La question de la « reprise de rôle » n’est pas propre à ce spectacle. Mais concernant le butô, et plus précisément Utt qui a été dansé de très nombreuses fois et partout dans le monde, par Carlotta Ikeda uniquement, jusqu’à sa disparition, nous nous sommes interrogés sur la part d’intimité de ce solo. Certains participants ont trouvé un peu illogique et ambigu que cette chorégraphie, personnelle et intime soit transmise. D’autres ont trouvé l’idée intéressante et étaient impatients de dénicher une captation de Carlotta Ikeda dansant Utt.

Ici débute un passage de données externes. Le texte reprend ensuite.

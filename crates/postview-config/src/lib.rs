//! Shared configuration for the postview CLI.
//!
//! TOML file layered over built-in defaults and `POSTVIEW_*` environment
//! variables, plus translation to `postview_core::FeedConfig`. The CLI
//! applies its own flag overrides on top of what this crate resolves.

use std::path::{Path, PathBuf};
use std::time::Duration;

use directories::ProjectDirs;
use figment::{
    Figment,
    providers::{Env, Format, Serialized, Toml},
};
use serde::{Deserialize, Serialize};
use thiserror::Error;

use postview_core::FeedConfig;

/// Environment variable prefix; nested keys are separated by `__`
/// (`POSTVIEW_API__BASE_URL`).
pub const ENV_PREFIX: &str = "POSTVIEW_";

const CACHE_FILE_NAME: &str = "data-cache.redb";

// ── Error ───────────────────────────────────────────────────────────

#[derive(Debug, Error)]
pub enum ConfigError {
    #[error("invalid {field}: {reason}")]
    Validation { field: String, reason: String },

    #[error("failed to serialize config: {0}")]
    Serialization(#[from] toml::ser::Error),

    #[error("config loading failed: {0}")]
    Figment(Box<figment::Error>),

    #[error("IO error: {0}")]
    Io(#[from] std::io::Error),
}

impl From<figment::Error> for ConfigError {
    fn from(err: figment::Error) -> Self {
        Self::Figment(Box::new(err))
    }
}

// ── TOML config structs ─────────────────────────────────────────────

/// Top-level TOML configuration.
#[derive(Debug, Clone, Default, PartialEq, Eq, Deserialize, Serialize)]
pub struct Config {
    #[serde(default)]
    pub api: ApiSettings,

    #[serde(default)]
    pub feed: FeedSettings,

    #[serde(default)]
    pub cache: CacheSettings,

    #[serde(default)]
    pub defaults: Defaults,
}

#[derive(Debug, Clone, PartialEq, Eq, Deserialize, Serialize)]
pub struct ApiSettings {
    /// API root (e.g. "https://jsonplaceholder.typicode.com").
    #[serde(default = "default_base_url")]
    pub base_url: String,

    /// Request timeout in seconds.
    #[serde(default = "default_timeout")]
    pub timeout: u64,
}

impl Default for ApiSettings {
    fn default() -> Self {
        Self {
            base_url: default_base_url(),
            timeout: default_timeout(),
        }
    }
}

#[derive(Debug, Clone, PartialEq, Eq, Deserialize, Serialize)]
pub struct FeedSettings {
    /// Posts per page.
    #[serde(default = "default_page_size")]
    pub page_size: u32,

    /// Users loaded for the author filter.
    #[serde(default = "default_users_limit")]
    pub users_limit: u32,
}

impl Default for FeedSettings {
    fn default() -> Self {
        Self {
            page_size: default_page_size(),
            users_limit: default_users_limit(),
        }
    }
}

#[derive(Debug, Clone, PartialEq, Eq, Deserialize, Serialize)]
pub struct CacheSettings {
    #[serde(default = "default_true")]
    pub enabled: bool,

    /// Cache database file; the platform cache directory when unset.
    #[serde(default, skip_serializing_if = "Option::is_none")]
    pub path: Option<PathBuf>,
}

impl Default for CacheSettings {
    fn default() -> Self {
        Self {
            enabled: true,
            path: None,
        }
    }
}

#[derive(Debug, Clone, PartialEq, Eq, Deserialize, Serialize)]
pub struct Defaults {
    #[serde(default = "default_output")]
    pub output: String,
}

impl Default for Defaults {
    fn default() -> Self {
        Self {
            output: default_output(),
        }
    }
}

fn default_base_url() -> String {
    FeedConfig::default()
        .base_url
        .as_str()
        .trim_end_matches('/')
        .to_owned()
}
fn default_timeout() -> u64 {
    30
}
fn default_page_size() -> u32 {
    FeedConfig::default().page_size
}
fn default_users_limit() -> u32 {
    FeedConfig::default().users_limit
}
fn default_true() -> bool {
    true
}
fn default_output() -> String {
    "table".into()
}

// ── Translation ─────────────────────────────────────────────────────

impl Config {
    /// Validate and convert to the runtime feed configuration.
    pub fn to_feed_config(&self) -> Result<FeedConfig, ConfigError> {
        let base_url: url::Url =
            self.api
                .base_url
                .parse()
                .map_err(|_| ConfigError::Validation {
                    field: "api.base_url".into(),
                    reason: format!("invalid URL: {}", self.api.base_url),
                })?;
        if !matches!(base_url.scheme(), "http" | "https") {
            return Err(ConfigError::Validation {
                field: "api.base_url".into(),
                reason: format!("expected an http(s) URL, got '{}'", base_url.scheme()),
            });
        }

        if self.api.timeout == 0 {
            return Err(ConfigError::Validation {
                field: "api.timeout".into(),
                reason: "must be at least 1 second".into(),
            });
        }
        if self.feed.page_size == 0 {
            return Err(ConfigError::Validation {
                field: "feed.page_size".into(),
                reason: "must be at least 1".into(),
            });
        }
        if self.feed.users_limit == 0 {
            return Err(ConfigError::Validation {
                field: "feed.users_limit".into(),
                reason: "must be at least 1".into(),
            });
        }

        Ok(FeedConfig {
            base_url,
            page_size: self.feed.page_size,
            users_limit: self.feed.users_limit,
            timeout: Duration::from_secs(self.api.timeout),
            ..FeedConfig::default()
        })
    }

    /// Where the page cache lives for this configuration.
    pub fn cache_path(&self) -> PathBuf {
        self.cache.path.clone().unwrap_or_else(default_cache_path)
    }
}

// ── Paths ───────────────────────────────────────────────────────────

fn project_dirs() -> Option<ProjectDirs> {
    ProjectDirs::from("com", "postview", "postview")
}

/// Resolve the config file path via XDG / platform conventions.
pub fn config_path() -> PathBuf {
    project_dirs().map_or_else(
        || home_fallback(".config").join("config.toml"),
        |dirs| dirs.config_dir().join("config.toml"),
    )
}

/// Default location of the persistent page cache.
pub fn default_cache_path() -> PathBuf {
    project_dirs().map_or_else(
        || home_fallback(".cache").join(CACHE_FILE_NAME),
        |dirs| dirs.cache_dir().join(CACHE_FILE_NAME),
    )
}

fn home_fallback(kind: &str) -> PathBuf {
    let mut p = PathBuf::from(std::env::var("HOME").unwrap_or_else(|_| ".".into()));
    p.push(kind);
    p.push("postview");
    p
}

// ── Config loading ──────────────────────────────────────────────────

/// Load the full Config from the canonical file + environment.
pub fn load_config() -> Result<Config, ConfigError> {
    load_config_from(&config_path())
}

/// Load defaults, then `path` (if it exists), then `POSTVIEW_*` env vars.
pub fn load_config_from(path: &Path) -> Result<Config, ConfigError> {
    let figment = Figment::new()
        .merge(Serialized::defaults(Config::default()))
        .merge(Toml::file(path))
        .merge(Env::prefixed(ENV_PREFIX).split("__"));

    let config: Config = figment.extract()?;
    Ok(config)
}

/// Load config, returning a default if it can't be read.
pub fn load_config_or_default() -> Config {
    load_config().unwrap_or_default()
}

// ── Config saving ───────────────────────────────────────────────────

/// Serialize config to TOML and write to the canonical config path.
pub fn save_config(cfg: &Config) -> Result<PathBuf, ConfigError> {
    let path = config_path();
    save_config_to(cfg, &path)?;
    Ok(path)
}

pub fn save_config_to(cfg: &Config, path: &Path) -> Result<(), ConfigError> {
    if let Some(parent) = path.parent() {
        std::fs::create_dir_all(parent)?;
    }
    let toml_str = toml::to_string_pretty(cfg)?;
    std::fs::write(path, toml_str)?;
    Ok(())
}

#[cfg(test)]
#[allow(clippy::unwrap_used)]
mod tests {
    use super::*;
    use figment::Jail;
    use pretty_assertions::assert_eq;

    #[test]
    fn defaults_translate_to_default_feed() {
        let feed = Config::default().to_feed_config().unwrap();
        assert_eq!(feed, FeedConfig::default());
    }

    #[test]
    fn file_overrides_defaults() {
        Jail::expect_with(|jail| {
            jail.create_file(
                "config.toml",
                r#"
                    [api]
                    base_url = "http://localhost:3000"

                    [feed]
                    page_size = 5
                "#,
            )?;

            let config = load_config_from(Path::new("config.toml")).unwrap();
            assert_eq!(config.api.base_url, "http://localhost:3000");
            assert_eq!(config.api.timeout, 30);
            assert_eq!(config.feed.page_size, 5);
            assert_eq!(config.feed.users_limit, 10);
            assert!(config.cache.enabled);
            Ok(())
        });
    }

    #[test]
    fn env_overrides_file() {
        Jail::expect_with(|jail| {
            jail.create_file("config.toml", "[feed]\npage_size = 5\n")?;
            jail.set_env("POSTVIEW_FEED__PAGE_SIZE", "8");
            jail.set_env("POSTVIEW_CACHE__ENABLED", "false");

            let config = load_config_from(Path::new("config.toml")).unwrap();
            assert_eq!(config.feed.page_size, 8);
            assert!(!config.cache.enabled);
            Ok(())
        });
    }

    #[test]
    fn missing_file_yields_defaults() {
        Jail::expect_with(|_jail| {
            let config = load_config_from(Path::new("absent.toml")).unwrap();
            assert_eq!(config, Config::default());
            Ok(())
        });
    }

    #[test]
    fn rejects_bad_values() {
        let mut config = Config::default();
        config.api.base_url = "ftp://example.com".into();
        assert!(matches!(
            config.to_feed_config(),
            Err(ConfigError::Validation { ref field, .. }) if field == "api.base_url"
        ));

        let mut config = Config::default();
        config.feed.page_size = 0;
        assert!(config.to_feed_config().is_err());

        let mut config = Config::default();
        config.api.base_url = "not a url".into();
        assert!(config.to_feed_config().is_err());
    }

    #[test]
    fn save_then_load_preserves_settings() {
        let dir = tempfile::tempdir().unwrap();
        let path = dir.path().join("nested").join("config.toml");

        let mut config = Config::default();
        config.feed.users_limit = 4;
        config.cache.path = Some(dir.path().join("pages.redb"));
        config.defaults.output = "json".into();
        save_config_to(&config, &path).unwrap();

        let written = std::fs::read_to_string(&path).unwrap();
        assert!(written.contains("users_limit = 4"));

        let parsed: Config = toml::from_str(&written).unwrap();
        assert_eq!(parsed, config);
        assert_eq!(parsed.cache_path(), dir.path().join("pages.redb"));
    }

    #[test]
    fn cache_path_defaults_to_platform_dir() {
        let config = Config::default();
        assert!(config.cache_path().ends_with(CACHE_FILE_NAME));
    }
}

Malgré tout, dans l’ensemble tout le monde s’est accordé à dire que la transmission à Maï Ishiwata était une belle idée et que la captation n’aurait jamais pu transmettre au spectateur autant d’images et d’émotions que le spectacle en live. Le débat reste ouvert et chacune des questions abordées lors de ce Krinomen en ont entrainé d’autres qui sont restées sans réponses.

 

 

Pour conclure :

 

Le butô est une danse qui réunit une technique, qui demande une connaissance de soi et de son propre corps. C’est un moyen d’expression et d’extériorisation, un moyen de transmettre un message/ des émotions grâce au corps. Un médium qui est en constante évolution et remise en question. C’est une danse qui garde néanmoins des codes traditionnels, comme cette « seconde peau » qui consiste à se recouvrir de blanc. Les traditions et la culture de son pays d’origine l’imprègnent Dans Utt, la purification par le sel en est un exemple frappant. Ce sont tous ces éléments qui se complètent et permettent à l’interprète d’aller au plus profond d’elle-même, de chercher le « néant », les « ténèbres », afin que s’effectue la métamorphose, la renaissance.

Carlotta Ikeda est à l’origine d’Utt. Sa décision a été de transmettre son savoir et la chorégraphie de son solo à une jeune danseuse de la compagnie Ariadone : Maï Ishiwata. Utt, reste personnel à chaque interprète. Et le spectacle présenté au Glob Théâtre n’est pas complètement le même que celui dansé par Carlotta Ikeda. Maï Ishiwata nous confiait lors du bord de scène qu’il lui semblait n’être toujours pas parvenue à la métamorphose ultime. Il s’agit d’un travail permanent et progressif.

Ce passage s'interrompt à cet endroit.